= Task objective =
Your answer should be the lines from the start of the records through the line with "pub fn load_table_config(dir: &Path)", copied word for word.

= Available data =
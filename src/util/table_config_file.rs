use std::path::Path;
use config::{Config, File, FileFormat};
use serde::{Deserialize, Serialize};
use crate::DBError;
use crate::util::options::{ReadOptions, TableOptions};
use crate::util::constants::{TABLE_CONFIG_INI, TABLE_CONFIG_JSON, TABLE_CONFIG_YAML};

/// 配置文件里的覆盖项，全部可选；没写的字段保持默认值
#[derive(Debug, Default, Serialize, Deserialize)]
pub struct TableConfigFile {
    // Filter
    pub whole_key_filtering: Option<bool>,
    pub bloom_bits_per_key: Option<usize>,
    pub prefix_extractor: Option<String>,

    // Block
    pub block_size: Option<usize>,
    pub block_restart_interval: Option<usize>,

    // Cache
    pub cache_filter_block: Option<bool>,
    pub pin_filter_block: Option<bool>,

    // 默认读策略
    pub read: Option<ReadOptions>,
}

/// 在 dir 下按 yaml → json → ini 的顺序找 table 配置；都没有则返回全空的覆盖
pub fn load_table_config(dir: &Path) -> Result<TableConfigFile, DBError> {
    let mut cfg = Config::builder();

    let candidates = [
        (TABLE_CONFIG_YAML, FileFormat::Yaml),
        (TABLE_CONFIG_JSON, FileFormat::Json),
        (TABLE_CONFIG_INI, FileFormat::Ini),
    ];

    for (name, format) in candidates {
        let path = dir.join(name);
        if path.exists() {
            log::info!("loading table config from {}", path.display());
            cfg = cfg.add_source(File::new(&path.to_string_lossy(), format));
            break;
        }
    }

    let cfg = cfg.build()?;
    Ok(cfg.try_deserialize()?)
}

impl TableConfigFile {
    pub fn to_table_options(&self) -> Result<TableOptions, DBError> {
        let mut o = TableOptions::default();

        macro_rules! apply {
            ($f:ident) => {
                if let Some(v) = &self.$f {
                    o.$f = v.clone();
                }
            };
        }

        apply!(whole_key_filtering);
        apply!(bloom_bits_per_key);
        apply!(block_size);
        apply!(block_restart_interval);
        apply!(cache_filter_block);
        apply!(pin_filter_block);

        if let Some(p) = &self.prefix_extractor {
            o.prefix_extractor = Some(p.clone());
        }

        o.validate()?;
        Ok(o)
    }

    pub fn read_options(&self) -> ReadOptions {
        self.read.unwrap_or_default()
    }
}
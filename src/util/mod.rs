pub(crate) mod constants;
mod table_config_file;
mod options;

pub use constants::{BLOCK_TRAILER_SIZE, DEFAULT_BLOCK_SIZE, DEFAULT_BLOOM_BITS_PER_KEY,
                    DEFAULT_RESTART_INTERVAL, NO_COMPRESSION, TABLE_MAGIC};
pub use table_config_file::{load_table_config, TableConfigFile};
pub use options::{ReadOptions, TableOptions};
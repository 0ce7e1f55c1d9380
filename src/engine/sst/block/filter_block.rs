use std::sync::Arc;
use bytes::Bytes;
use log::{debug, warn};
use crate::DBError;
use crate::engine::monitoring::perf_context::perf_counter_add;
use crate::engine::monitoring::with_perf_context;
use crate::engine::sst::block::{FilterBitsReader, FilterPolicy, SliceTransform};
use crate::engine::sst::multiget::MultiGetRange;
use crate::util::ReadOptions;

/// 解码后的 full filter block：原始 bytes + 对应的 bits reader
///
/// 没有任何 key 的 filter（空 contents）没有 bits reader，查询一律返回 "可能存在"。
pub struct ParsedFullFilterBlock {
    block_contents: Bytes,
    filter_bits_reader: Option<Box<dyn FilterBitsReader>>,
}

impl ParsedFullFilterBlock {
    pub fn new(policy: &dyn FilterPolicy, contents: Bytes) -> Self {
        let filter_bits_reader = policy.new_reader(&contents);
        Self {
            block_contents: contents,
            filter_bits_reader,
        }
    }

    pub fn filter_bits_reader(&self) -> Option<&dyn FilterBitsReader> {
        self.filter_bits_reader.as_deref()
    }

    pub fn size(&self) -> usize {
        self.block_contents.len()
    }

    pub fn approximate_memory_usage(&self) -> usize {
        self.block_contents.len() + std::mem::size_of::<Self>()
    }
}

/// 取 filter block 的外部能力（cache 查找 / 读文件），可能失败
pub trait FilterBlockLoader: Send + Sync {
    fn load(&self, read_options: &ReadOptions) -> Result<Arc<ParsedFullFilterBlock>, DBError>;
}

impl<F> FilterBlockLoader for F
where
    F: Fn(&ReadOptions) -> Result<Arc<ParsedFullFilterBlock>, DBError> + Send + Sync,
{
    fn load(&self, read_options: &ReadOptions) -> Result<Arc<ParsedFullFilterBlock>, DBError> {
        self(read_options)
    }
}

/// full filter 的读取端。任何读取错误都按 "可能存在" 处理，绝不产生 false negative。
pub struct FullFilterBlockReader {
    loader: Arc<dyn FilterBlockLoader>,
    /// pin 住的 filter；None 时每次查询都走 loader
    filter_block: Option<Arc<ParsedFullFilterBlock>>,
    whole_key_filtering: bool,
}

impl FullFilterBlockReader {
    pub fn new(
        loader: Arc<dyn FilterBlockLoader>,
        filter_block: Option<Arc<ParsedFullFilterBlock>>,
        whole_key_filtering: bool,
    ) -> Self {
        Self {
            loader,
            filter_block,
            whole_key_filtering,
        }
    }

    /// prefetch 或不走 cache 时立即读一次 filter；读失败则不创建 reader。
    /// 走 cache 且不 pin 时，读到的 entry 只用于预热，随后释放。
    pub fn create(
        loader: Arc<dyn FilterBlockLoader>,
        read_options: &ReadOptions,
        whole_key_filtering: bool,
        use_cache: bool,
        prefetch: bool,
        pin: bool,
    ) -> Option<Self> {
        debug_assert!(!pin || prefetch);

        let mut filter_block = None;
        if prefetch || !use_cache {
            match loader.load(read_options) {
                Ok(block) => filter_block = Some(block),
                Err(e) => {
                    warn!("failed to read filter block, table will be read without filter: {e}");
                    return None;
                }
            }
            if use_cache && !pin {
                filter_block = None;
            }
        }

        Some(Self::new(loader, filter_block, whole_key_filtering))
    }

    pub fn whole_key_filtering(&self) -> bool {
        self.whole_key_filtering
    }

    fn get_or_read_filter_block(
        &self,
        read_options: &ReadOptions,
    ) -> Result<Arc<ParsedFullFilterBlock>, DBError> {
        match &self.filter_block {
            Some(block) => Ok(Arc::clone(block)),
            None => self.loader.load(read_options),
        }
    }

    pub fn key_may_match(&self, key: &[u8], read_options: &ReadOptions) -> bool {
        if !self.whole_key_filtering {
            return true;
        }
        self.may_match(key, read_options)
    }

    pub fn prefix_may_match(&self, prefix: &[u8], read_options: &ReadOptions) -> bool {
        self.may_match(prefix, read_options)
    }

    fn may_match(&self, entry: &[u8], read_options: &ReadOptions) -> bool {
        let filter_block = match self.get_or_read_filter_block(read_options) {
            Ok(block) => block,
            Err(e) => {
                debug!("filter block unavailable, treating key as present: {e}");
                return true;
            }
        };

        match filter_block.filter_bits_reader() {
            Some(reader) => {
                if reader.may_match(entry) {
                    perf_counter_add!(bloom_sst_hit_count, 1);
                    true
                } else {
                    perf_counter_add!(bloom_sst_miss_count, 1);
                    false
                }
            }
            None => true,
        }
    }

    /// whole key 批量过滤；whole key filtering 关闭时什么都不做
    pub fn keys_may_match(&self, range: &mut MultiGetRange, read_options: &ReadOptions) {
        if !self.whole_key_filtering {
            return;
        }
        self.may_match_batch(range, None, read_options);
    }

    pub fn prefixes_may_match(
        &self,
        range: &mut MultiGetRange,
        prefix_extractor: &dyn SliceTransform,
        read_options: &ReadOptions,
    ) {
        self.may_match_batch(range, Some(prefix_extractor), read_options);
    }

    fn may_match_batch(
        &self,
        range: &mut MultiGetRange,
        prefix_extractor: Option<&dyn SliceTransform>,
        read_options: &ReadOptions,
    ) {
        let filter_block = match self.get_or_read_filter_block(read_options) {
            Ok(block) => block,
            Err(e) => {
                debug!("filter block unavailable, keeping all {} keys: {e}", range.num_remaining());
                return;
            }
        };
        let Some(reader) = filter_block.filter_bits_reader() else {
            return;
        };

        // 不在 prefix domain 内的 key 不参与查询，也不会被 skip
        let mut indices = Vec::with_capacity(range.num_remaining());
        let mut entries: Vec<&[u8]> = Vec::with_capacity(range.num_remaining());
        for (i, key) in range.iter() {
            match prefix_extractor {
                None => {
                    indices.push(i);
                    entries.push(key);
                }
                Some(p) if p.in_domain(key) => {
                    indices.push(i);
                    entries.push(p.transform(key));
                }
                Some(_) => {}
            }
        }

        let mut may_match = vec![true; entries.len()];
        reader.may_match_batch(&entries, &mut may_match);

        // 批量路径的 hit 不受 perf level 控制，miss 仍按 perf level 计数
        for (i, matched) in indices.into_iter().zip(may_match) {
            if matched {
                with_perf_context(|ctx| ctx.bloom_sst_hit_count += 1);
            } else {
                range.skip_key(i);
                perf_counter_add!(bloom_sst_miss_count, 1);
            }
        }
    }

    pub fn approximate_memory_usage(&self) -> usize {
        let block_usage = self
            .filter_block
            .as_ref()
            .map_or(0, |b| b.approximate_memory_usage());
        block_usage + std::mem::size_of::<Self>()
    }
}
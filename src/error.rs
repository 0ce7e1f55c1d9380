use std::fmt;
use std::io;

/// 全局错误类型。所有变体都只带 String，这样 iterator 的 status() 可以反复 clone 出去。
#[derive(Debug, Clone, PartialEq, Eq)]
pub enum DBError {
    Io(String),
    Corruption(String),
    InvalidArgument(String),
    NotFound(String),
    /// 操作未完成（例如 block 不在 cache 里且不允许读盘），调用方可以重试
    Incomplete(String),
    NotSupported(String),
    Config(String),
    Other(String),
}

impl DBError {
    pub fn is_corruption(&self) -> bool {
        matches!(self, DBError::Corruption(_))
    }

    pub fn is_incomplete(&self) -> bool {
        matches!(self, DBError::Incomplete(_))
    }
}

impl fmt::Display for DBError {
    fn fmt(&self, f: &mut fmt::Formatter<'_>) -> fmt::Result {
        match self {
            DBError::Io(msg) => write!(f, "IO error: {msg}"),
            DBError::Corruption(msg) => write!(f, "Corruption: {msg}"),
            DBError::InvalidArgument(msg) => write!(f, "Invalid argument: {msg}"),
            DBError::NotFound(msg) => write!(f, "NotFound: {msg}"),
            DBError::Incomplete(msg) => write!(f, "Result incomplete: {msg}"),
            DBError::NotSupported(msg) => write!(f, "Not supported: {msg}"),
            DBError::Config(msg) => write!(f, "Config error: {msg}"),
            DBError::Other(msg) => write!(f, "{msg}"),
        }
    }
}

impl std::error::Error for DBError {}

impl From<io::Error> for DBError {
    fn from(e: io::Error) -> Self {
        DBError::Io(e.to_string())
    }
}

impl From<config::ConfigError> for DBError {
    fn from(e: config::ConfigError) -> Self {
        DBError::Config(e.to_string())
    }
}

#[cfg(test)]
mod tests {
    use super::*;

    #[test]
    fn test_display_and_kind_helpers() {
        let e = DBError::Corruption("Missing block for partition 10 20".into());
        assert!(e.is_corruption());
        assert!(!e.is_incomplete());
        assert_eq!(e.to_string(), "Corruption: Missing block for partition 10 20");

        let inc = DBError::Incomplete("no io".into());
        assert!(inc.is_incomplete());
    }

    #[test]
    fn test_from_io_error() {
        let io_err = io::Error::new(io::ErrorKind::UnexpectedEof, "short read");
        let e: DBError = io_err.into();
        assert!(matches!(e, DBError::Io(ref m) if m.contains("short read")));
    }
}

= Solved problem =
filename src/util/table_config_file.rs
use std::path::Path;
use config::{Config, File, FileFormat};
use serde::{Deserialize, Serialize};
use crate::DBError;
use crate::util::options::{ReadOptions, TableOptions};
use crate::util::constants::{TABLE_CONFIG_INI, TABLE_CONFIG_JSON, TABLE_CONFIG_YAML};

/// 配置文件里的覆盖项，全部可选；没写的字段保持默认值
#[derive(Debug, Default, Serialize, Deserialize)]
pub struct TableConfigFile {
    // Filter
    pub whole_key_filtering: Option<bool>,
    pub bloom_bits_per_key: Option<usize>,
    pub prefix_extractor: Option<String>,

    // Block
    pub block_size: Option<usize>,
    pub block_restart_interval: Option<usize>,

    // Cache
    pub cache_filter_block: Option<bool>,
    pub pin_filter_block: Option<bool>,

    // 默认读策略
    pub read: Option<ReadOptions>,
}

/// 在 dir 下按 yaml → json → ini 的顺序找 table 配置；都没有则返回全空的覆盖
pub fn load_table_config(dir: &Path) -> Result<TableConfigFile, DBError> {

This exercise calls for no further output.